Stored items:
//! LanceDB shard store (embedded, no server required)
//!
//! Each shard is its own LanceDB directory holding a single `chunks` table, so worker units
//! can open disjoint shards without sharing a connection.

use super::{
    IndexRecord, SearchFilter, ShardStats, ShardStore, ShardStoreFactory, extension_of, quote,
    score_from_distance,
};
use crate::error::{EmbeddingError, StoreError};
use crate::types::{ResultMetadata, SearchResult};
use anyhow::{Context, Result};
use arrow_array::{
    Array, FixedSizeListArray, Float32Array, Int64Array, RecordBatch, RecordBatchIterator,
    StringArray, UInt32Array, types::Float32Type,
};
use arrow_schema::{DataType, Field, Schema};
use futures::stream::TryStreamExt;
use lancedb::connection::Connection;
use lancedb::query::{ExecutableQuery, QueryBase, Select};
use lancedb::{DistanceType, Table};
use std::collections::{BTreeMap, BTreeSet};
use std::path::{Path, PathBuf};
use std::sync::Arc;
use std::sync::atomic::{AtomicUsize, Ordering};

const TABLE_NAME: &str = "chunks";

pub struct LanceShardStore {
    shard_id: usize,
    path: PathBuf,
    connection: Connection,
    dimension: AtomicUsize,
}

impl LanceShardStore {
    /// Connect to the shard directory, creating it if needed
    pub async fn open(shard_id: usize, path: &Path) -> Result<Self> {
        std::fs::create_dir_all(path).map_err(|e| StoreError::OpenFailed {
            shard_id,
            reason: format!("cannot create {}: {}", path.display(), e),
        })?;

        tracing::debug!("Connecting to LanceDB shard {} at {}", shard_id, path.display());

        let connection = lancedb::connect(&path.to_string_lossy())
            .execute()
            .await
            .map_err(|e| StoreError::OpenFailed {
                shard_id,
                reason: e.to_string(),
            })?;

        Ok(Self {
            shard_id,
            path: path.to_path_buf(),
            connection,
            dimension: AtomicUsize::new(0),
        })
    }

    pub fn path(&self) -> &Path {
        &self.path
    }

    /// Create schema for the chunks table
    fn create_schema(dimension: usize) -> Arc<Schema> {
        Arc::new(Schema::new(vec![
            Field::new(
                "vector",
                DataType::FixedSizeList(
                    Arc::new(Field::new("item", DataType::Float32, true)),
                    dimension as i32,
                ),
                false,
            ),
            Field::new("id", DataType::Utf8, false),
            Field::new("file_path", DataType::Utf8, false),
            Field::new("chunk_index", DataType::UInt32, false),
            Field::new("start_line", DataType::UInt32, false),
            Field::new("end_line", DataType::UInt32, false),
            Field::new("language", DataType::Utf8, false),
            Field::new("extension", DataType::Utf8, false),
            Field::new("function_name", DataType::Utf8, true),
            Field::new("content", DataType::Utf8, false),
            Field::new("content_hash", DataType::Utf8, false),
            Field::new("indexed_at", DataType::Int64, false),
        ]))
    }

    /// Vector length declared by an existing table schema
    fn schema_dimension(schema: &Schema) -> Option<usize> {
        match schema.field_with_name("vector").ok()?.data_type() {
            DataType::FixedSizeList(_, size) => Some(*size as usize),
            _ => None,
        }
    }

    fn current_dimension(&self) -> Result<usize> {
        match self.dimension.load(Ordering::Acquire) {
            0 => Err(StoreError::NotInitialized(self.shard_id).into()),
            dimension => Ok(dimension),
        }
    }

    async fn table_exists(&self) -> Result<bool> {
        let names = self
            .connection
            .table_names()
            .execute()
            .await
            .context("Failed to list tables")?;
        Ok(names.iter().any(|name| name == TABLE_NAME))
    }

    /// Open the table fresh so every call sees the latest committed version
    async fn get_table(&self) -> Result<Table> {
        self.connection
            .open_table(TABLE_NAME)
            .execute()
            .await
            .map_err(|e| {
                StoreError::OpenFailed {
                    shard_id: self.shard_id,
                    reason: e.to_string(),
                }
                .into()
            })
    }

    async fn create_empty_table(&self, dimension: usize) -> Result<()> {
        let schema = Self::create_schema(dimension);
        let empty_batch = RecordBatch::new_empty(schema.clone());
        let batches = RecordBatchIterator::new(vec![empty_batch].into_iter().map(Ok), schema);

        self.connection
            .create_table(TABLE_NAME, Box::new(batches))
            .execute()
            .await
            .map_err(|e| StoreError::OpenFailed {
                shard_id: self.shard_id,
                reason: format!("failed to create table: {}", e),
            })?;
        Ok(())
    }

    /// Convert records to a RecordBatch
    fn create_record_batch(records: &[IndexRecord], schema: Arc<Schema>) -> Result<RecordBatch> {
        let dimension = Self::schema_dimension(&schema).context("schema has no vector column")?;

        let vector_array = FixedSizeListArray::from_iter_primitive::<Float32Type, _, _>(
            records
                .iter()
                .map(|r| Some(r.embedding.iter().copied().map(Some))),
            dimension as i32,
        );
        let id_array = StringArray::from(records.iter().map(|r| r.id()).collect::<Vec<_>>());
        let file_path_array = StringArray::from(
            records
                .iter()
                .map(|r| r.chunk.file_path.as_str())
                .collect::<Vec<_>>(),
        );
        let chunk_index_array = UInt32Array::from(
            records
                .iter()
                .map(|r| r.chunk_index as u32)
                .collect::<Vec<_>>(),
        );
        let start_line_array = UInt32Array::from(
            records
                .iter()
                .map(|r| r.chunk.start_line as u32)
                .collect::<Vec<_>>(),
        );
        let end_line_array = UInt32Array::from(
            records
                .iter()
                .map(|r| r.chunk.end_line as u32)
                .collect::<Vec<_>>(),
        );
        let language_array = StringArray::from(
            records
                .iter()
                .map(|r| r.chunk.language.as_str())
                .collect::<Vec<_>>(),
        );
        let extension_array = StringArray::from(
            records
                .iter()
                .map(|r| extension_of(&r.chunk.file_path))
                .collect::<Vec<_>>(),
        );
        let function_name_array = StringArray::from(
            records
                .iter()
                .map(|r| r.chunk.function_name.as_deref())
                .collect::<Vec<_>>(),
        );
        let content_array = StringArray::from(
            records
                .iter()
                .map(|r| r.chunk.content.as_str())
                .collect::<Vec<_>>(),
        );
        let content_hash_array = StringArray::from(
            records
                .iter()
                .map(|r| r.chunk.content_hash.as_str())
                .collect::<Vec<_>>(),
        );
        let indexed_at_array =
            Int64Array::from(records.iter().map(|r| r.indexed_at).collect::<Vec<_>>());

        RecordBatch::try_new(
            schema,
            vec![
                Arc::new(vector_array),
                Arc::new(id_array),
                Arc::new(file_path_array),
                Arc::new(chunk_index_array),
                Arc::new(start_line_array),
                Arc::new(end_line_array),
                Arc::new(language_array),
                Arc::new(extension_array),
                Arc::new(function_name_array),
                Arc::new(content_array),
                Arc::new(content_hash_array),
                Arc::new(indexed_at_array),
            ],
        )
        .context("Failed to create RecordBatch")
    }

    fn check_dimension(&self, records: &[IndexRecord]) -> Result<usize> {
        let dimension = self.current_dimension()?;
        if let Some(bad) = records.iter().find(|r| r.embedding.len() != dimension) {
            return Err(EmbeddingError::DimensionMismatch {
                expected: dimension,
                actual: bad.embedding.len(),
            }
            .into());
        }
        Ok(dimension)
    }

    /// Merge `records` by id; with `replace_file` set, rows of that file missing from
    /// `records` are deleted in the same commit
    async fn merge(&self, records: Vec<IndexRecord>, replace_file: Option<&str>) -> Result<usize> {
        let dimension = self.check_dimension(&records)?;
        let table = self.get_table().await?;
        let schema = Self::create_schema(dimension);
        let batch = Self::create_record_batch(&records, schema.clone())?;
        let count = batch.num_rows();
        let batches = RecordBatchIterator::new(vec![batch].into_iter().map(Ok), schema);

        let mut merge = table.merge_insert(&["id"]);
        merge
            .when_matched_update_all(None)
            .when_not_matched_insert_all();
        if let Some(file_path) = replace_file {
            merge.when_not_matched_by_source_delete(Some(format!(
                "file_path = {}",
                quote(file_path)
            )));
        }
        merge
            .execute(Box::new(batches))
            .await
            .map_err(|e| StoreError::WriteFailed {
                shard_id: self.shard_id,
                reason: e.to_string(),
            })?;

        Ok(count)
    }

    fn parse_results(&self, batch: &RecordBatch) -> Result<Vec<SearchResult>> {
        let file_path = string_column(batch, "file_path")?;
        let chunk_index = u32_column(batch, "chunk_index")?;
        let start_line = u32_column(batch, "start_line")?;
        let end_line = u32_column(batch, "end_line")?;
        let language = string_column(batch, "language")?;
        let function_name = string_column(batch, "function_name")?;
        let content = string_column(batch, "content")?;
        let distance = batch
            .column_by_name("_distance")
            .context("Missing _distance column")?
            .as_any()
            .downcast_ref::<Float32Array>()
            .context("Invalid _distance type")?;

        Ok((0..batch.num_rows())
            .map(|i| SearchResult {
                file_path: file_path.value(i).to_string(),
                chunk_index: chunk_index.value(i) as usize,
                content: content.value(i).to_string(),
                similarity_score: score_from_distance(distance.value(i)),
                shard_id: self.shard_id,
                metadata: ResultMetadata {
                    start_line: start_line.value(i) as usize,
                    end_line: end_line.value(i) as usize,
                    language: language.value(i).to_string(),
                    function_name: if function_name.is_null(i) {
                        None
                    } else {
                        Some(function_name.value(i).to_string())
                    },
                },
            })
            .collect())
    }
}

fn string_column<'a>(batch: &'a RecordBatch, name: &str) -> Result<&'a StringArray> {
    batch
        .column_by_name(name)
        .with_context(|| format!("Missing {} column", name))?
        .as_any()
        .downcast_ref::<StringArray>()
        .with_context(|| format!("Invalid {} type", name))
}

fn u32_column<'a>(batch: &'a RecordBatch, name: &str) -> Result<&'a UInt32Array> {
    batch
        .column_by_name(name)
        .with_context(|| format!("Missing {} column", name))?
        .as_any()
        .downcast_ref::<UInt32Array>()
        .with_context(|| format!("Invalid {} type", name))
}

/// Total size of the files under `path`
fn directory_size(path: &Path) -> u64 {
    walkdir::WalkDir::new(path)
        .into_iter()
        .filter_map(|entry| entry.ok())
        .filter_map(|entry| entry.metadata().ok())
        .filter(|metadata| metadata.is_file())
        .map(|metadata| metadata.len())
        .sum()
}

● THE PROBLEM
Within the entries above, find the string "batches" and return each line that holds it.

● EXERCISE SOLUTION
        let batches = RecordBatchIterator::new(vec![empty_batch].into_iter().map(Ok), schema);
            .create_table(TABLE_NAME, Box::new(batches))
        let batches = RecordBatchIterator::new(vec![batch].into_iter().map(Ok), schema);
            .execute(Box::new(batches))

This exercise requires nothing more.